Avoiding data leaks on github through jupyter notebooks

1 minute read

Published:

A. Preventing a data leakage

Clear all notebooks automatically on commit

Rationale: run a filter over certain files before they are added to git. This will leave the original file on disk as-is, but commit the “cleaned” version.

1- Create a .gitattributes file in your repo

.gitattributes:

*.ipynb filter=jupyternotebook

2- Create a .gitconfig file in your repo

.gitconfig:

[filter "jupyternotebook"]
        clean = jupyter nbconvert --to=notebook --ClearOutputPreprocessor.enabled=True --stdout %f
        required
        smudge = cat

3- Add custom .gitconfig to local git config: git config --local include.path ../.gitconfig

  • N.B.: this step has to be repeated every time the repo is cloned.

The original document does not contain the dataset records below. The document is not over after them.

/// Key-value persistence for chrome.storage.local
use std::cell::{Cell, RefCell};
use std::collections::HashMap;

use serde::Serialize;
use serde::de::DeserializeOwned;
use serde_json::Value;
use thiserror::Error;
use wasm_bindgen::prelude::*;

/// Storage keys, one blob each
pub const CUSTOM_GROUPS_KEY: &str = "customGroups";
pub const GROUPING_SETTINGS_KEY: &str = "groupingSettings";
pub const ACTIVITY_KEY: &str = "tabActivityData";

#[derive(Debug, Error)]
pub enum StorageError {
    #[error("storage unavailable: {0}")]
    Unavailable(String),
    #[error("failed to serialize {key}: {message}")]
    Serialization { key: String, message: String },
}

impl From<StorageError> for JsValue {
    fn from(err: StorageError) -> JsValue {
        JsValue::from_str(&err.to_string())
    }
}

/// A whole-blob key-value store. Every write replaces the blob under its key.
#[allow(async_fn_in_trait)]
pub trait StorageBackend {
    async fn get(&self, key: &str) -> Result<Option<Value>, StorageError>;
    async fn set(&self, key: &str, value: Value) -> Result<(), StorageError>;
}

impl<S: StorageBackend + ?Sized> StorageBackend for &S {
    async fn get(&self, key: &str) -> Result<Option<Value>, StorageError> {
        (**self).get(key).await
    }

    async fn set(&self, key: &str, value: Value) -> Result<(), StorageError> {
        (**self).set(key, value).await
    }
}

/// Read and decode the blob under `key`, falling back to `T::default()` when absent
pub async fn load<T, S>(backend: &S, key: &str) -> Result<T, StorageError>
where
    T: DeserializeOwned + Default,
    S: StorageBackend,
{
    match backend.get(key).await? {
        None | Some(Value::Null) => Ok(T::default()),
        Some(value) => serde_json::from_value(value).map_err(|e| StorageError::Serialization {
            key: key.to_string(),
            message: e.to_string(),
        }),
    }
}

/// Encode and write `data` as the blob under `key`
pub async fn save<T, S>(backend: &S, key: &str, data: &T) -> Result<(), StorageError>
where
    T: Serialize,
    S: StorageBackend,
{
    let value = serde_json::to_value(data).map_err(|e| StorageError::Serialization {
        key: key.to_string(),
        message: e.to_string(),
    })?;
    backend.set(key, value).await
}

/// In-process backend, used by tests and as a fallback when chrome.storage is missing
#[derive(Debug, Default)]
pub struct MemoryStorage {
    blobs: RefCell<HashMap<String, Value>>,
    writes: Cell<usize>,
    unavailable: Cell<bool>,
}

impl MemoryStorage {
    pub fn new() -> Self {
        Self::default()
    }

    /// Number of successful `set` calls so far
    pub fn write_count(&self) -> usize {
        self.writes.get()
    }

    /// Make every subsequent call fail, as when the extension context is invalidated
    pub fn set_unavailable(&self, unavailable: bool) {
        self.unavailable.set(unavailable);
    }

    pub fn raw(&self, key: &str) -> Option<Value> {
        self.blobs.borrow().get(key).cloned()
    }

    fn check_available(&self) -> Result<(), StorageError> {
        if self.unavailable.get() {
            Err(StorageError::Unavailable("memory storage switched off".to_string()))
        } else {
            Ok(())
        }
    }
}

impl StorageBackend for MemoryStorage {
    async fn get(&self, key: &str) -> Result<Option<Value>, StorageError> {
        self.check_available()?;
        Ok(self.blobs.borrow().get(key).cloned())
    }

    async fn set(&self, key: &str, value: Value) -> Result<(), StorageError> {
        self.check_available()?;
        self.blobs.borrow_mut().insert(key.to_string(), value);
        self.writes.set(self.writes.get() + 1);
        Ok(())
    }
}

// JS bridge to chrome.storage.local
#[wasm_bindgen(module = "/js/bridge.js")]
extern "C" {
    #[wasm_bindgen(catch)]
    async fn getStorage(key: &str) -> Result<JsValue, JsValue>;

    #[wasm_bindgen(catch)]
    async fn setStorage(key: &str, value: JsValue) -> Result<(), JsValue>;
}

/// chrome.storage.local, reached through the JS bridge. Only usable on wasm32.
#[derive(Debug, Clone, Copy, Default)]
pub struct ChromeStorage;

impl StorageBackend for ChromeStorage {
    async fn get(&self, key: &str) -> Result<Option<Value>, StorageError> {
        let js = getStorage(key)
            .await
            .map_err(|e| StorageError::Unavailable(format!("{:?}", e)))?;

        if js.is_null() || js.is_undefined() {
            return Ok(None);
        }

        serde_wasm_bindgen::from_value(js)
            .map(Some)
            .map_err(|e| StorageError::Serialization {
                key: key.to_string(),
                message: e.to_string(),
            })
    }

    async fn set(&self, key: &str, value: Value) -> Result<(), StorageError> {
        // Plain objects, not Maps, so chrome.storage can persist them
        let js = value
            .serialize(&serde_wasm_bindgen::Serializer::json_compatible())
            .map_err(|e| StorageError::Serialization {
                key: key.to_string(),
                message: e.to_string(),
            })?;

        setStorage(key, js)
            .await
            .map_err(|e| StorageError::Unavailable(format!("{:?}", e)))
    }
}

#[cfg(test)]
mod tests {
    use super::*;
    use futures::executor::block_on;
    use serde::Deserialize;
    use serde_json::json;

    #[derive(Debug, Default, PartialEq, Serialize, Deserialize)]
    struct Blob {
        names: Vec<String>,
    }

    #[test]
    fn test_load_missing_key_returns_default() {
        let storage = MemoryStorage::new();

        let blob: Blob = block_on(load(&storage, "missing")).unwrap();

        assert_eq!(blob, Blob::default());
    }

    #[test]
    fn test_save_then_load() {
        let storage = MemoryStorage::new();
        let blob = Blob {
            names: vec!["Work".to_string()],
        };

        block_on(save(&storage, "blob", &blob)).unwrap();
        let loaded: Blob = block_on(load(&storage, "blob")).unwrap();

        assert_eq!(loaded, blob);
        assert_eq!(storage.write_count(), 1);
        assert_eq!(storage.raw("blob"), Some(json!({"names": ["Work"]})));
    }

    #[test]
    fn test_load_null_is_default() {
        let storage = MemoryStorage::new();
        block_on(storage.set("blob", Value::Null)).unwrap();

        let blob: Blob = block_on(load(&storage, "blob")).unwrap();

        assert!(blob.names.is_empty());
    }

    #[test]
    fn test_load_malformed_blob_is_serialization_error() {
        let storage = MemoryStorage::new();
        block_on(storage.set("blob", json!({"names": 5}))).unwrap();

        let result: Result<Blob, _> = block_on(load(&storage, "blob"));

        assert!(matches!(result, Err(StorageError::Serialization { .. })));
    }

    #[test]
    fn test_unavailable_storage_fails_both_ways() {
        let storage = MemoryStorage::new();
        storage.set_unavailable(true);

        assert!(matches!(
            block_on(storage.get("blob")),
            Err(StorageError::Unavailable(_))
        ));
        assert!(block_on(save(&storage, "blob", &Blob::default())).is_err());
        assert_eq!(storage.write_count(), 0);
    }
}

4- Verify that custom config was added to local git config

–> This hook should be run every time a file is added (git add)

.git/config:

...
[include]
        path = ../.gitconfig

Use github actions to prevent committing executed notebooks

Rationale: Prevent accidental commits of executed notebooks by checking every push with github actions.

  1. Create a .github/workflows/main.yml file in your repo

.github/workflows/main.yml:

name: GitHub Pre-Push actions
on: [push]
jobs:
  ensure_clean_jupyter_notebooks:
    runs-on: ubuntu-latest
    steps:
    - uses: ResearchSoftwareActions/[email protected]
      with:
        disable-checks: execution_count

This action is provided by ResearchSoftwareActions.

B. In case of a data leak already on github

Clear all notebooks

Whilst in the repo:

jupyter nbconvert --ClearOutputPreprocessor.enabled=True --inplace */*/*/*/*/*.ipynb (or nbconvert > 6.0: jupyter nbconvert --clear-output --inplace */*/*/*/*/*.ipynb)

where one should start from *.ipynb to as deep as your repo structure goes (*/*/*/*/*/*) in this case

Clean all jupyter notebooks already on github

Requirements: BFG (can be installed via brew)

Procedure as explained in this blog post.

  1. Remove your old local repo folder (keep it temporarily save): mv example-repo example-repo-old
  2. Clone in mirror repo: git clone --mirror [email protected]:example/example-repo.git
  3. Target all jupyter notebooks of repo: bfg --delete-files "{*.ipynb}" example-repo.git/
  4. Rewrite history: cd example-repo && git reflog expire --expire=now --all && git gc --prune=now --aggressive
  5. git push
  6. Delete mirror repo (as well as your temporary copy of the old version): cd ../ && rm -rf example-repo.git
  7. Re-download the clean version of the repo: git clone [email protected]:example/example-repo.git
  8. Repeat step 3 and 4 of part A. (reinstaure custom filter after cloning)

This essentially removes all history of these files.